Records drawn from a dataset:

-=-=-

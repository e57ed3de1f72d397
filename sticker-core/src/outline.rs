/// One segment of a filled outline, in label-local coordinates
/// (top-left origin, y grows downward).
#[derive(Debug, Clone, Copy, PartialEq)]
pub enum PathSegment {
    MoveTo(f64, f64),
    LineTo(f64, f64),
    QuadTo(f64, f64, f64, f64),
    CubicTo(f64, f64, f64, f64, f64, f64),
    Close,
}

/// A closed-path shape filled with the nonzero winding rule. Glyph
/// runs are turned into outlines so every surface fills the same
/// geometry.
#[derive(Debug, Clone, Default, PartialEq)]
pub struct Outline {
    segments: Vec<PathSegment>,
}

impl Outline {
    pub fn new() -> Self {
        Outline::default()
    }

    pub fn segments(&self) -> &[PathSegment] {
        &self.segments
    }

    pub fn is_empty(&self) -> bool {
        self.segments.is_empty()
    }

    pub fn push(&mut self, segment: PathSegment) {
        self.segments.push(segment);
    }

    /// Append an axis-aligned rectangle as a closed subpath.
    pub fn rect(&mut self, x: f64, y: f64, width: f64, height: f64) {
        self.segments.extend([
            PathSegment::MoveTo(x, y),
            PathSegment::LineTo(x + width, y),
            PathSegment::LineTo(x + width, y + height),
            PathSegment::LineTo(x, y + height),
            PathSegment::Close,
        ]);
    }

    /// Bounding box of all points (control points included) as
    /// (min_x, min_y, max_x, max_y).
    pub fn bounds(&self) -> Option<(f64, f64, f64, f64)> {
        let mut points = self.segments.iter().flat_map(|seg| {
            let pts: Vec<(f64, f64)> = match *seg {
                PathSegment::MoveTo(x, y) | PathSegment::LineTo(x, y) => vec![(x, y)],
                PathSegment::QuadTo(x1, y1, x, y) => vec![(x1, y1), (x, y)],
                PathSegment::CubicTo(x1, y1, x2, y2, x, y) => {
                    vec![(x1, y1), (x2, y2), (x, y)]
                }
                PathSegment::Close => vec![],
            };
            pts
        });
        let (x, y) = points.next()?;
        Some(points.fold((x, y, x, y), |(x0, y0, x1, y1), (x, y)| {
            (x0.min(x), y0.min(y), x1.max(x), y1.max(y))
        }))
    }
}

-=-=-

TASK DETAILS>
Wherever the line holding "a closed subpath." falls in the entries above, copy exactly from it through the line holding "min_y, max_x, max_y).", inclusive, and add nothing.

SOLUTION>
    /// Append an axis-aligned rectangle as a closed subpath.
    pub fn rect(&mut self, x: f64, y: f64, width: f64, height: f64) {
        self.segments.extend([
            PathSegment::MoveTo(x, y),
            PathSegment::LineTo(x + width, y),
            PathSegment::LineTo(x + width, y + height),
            PathSegment::LineTo(x, y + height),
            PathSegment::Close,
        ]);
    }

    /// Bounding box of all points (control points included) as
    /// (min_x, min_y, max_x, max_y).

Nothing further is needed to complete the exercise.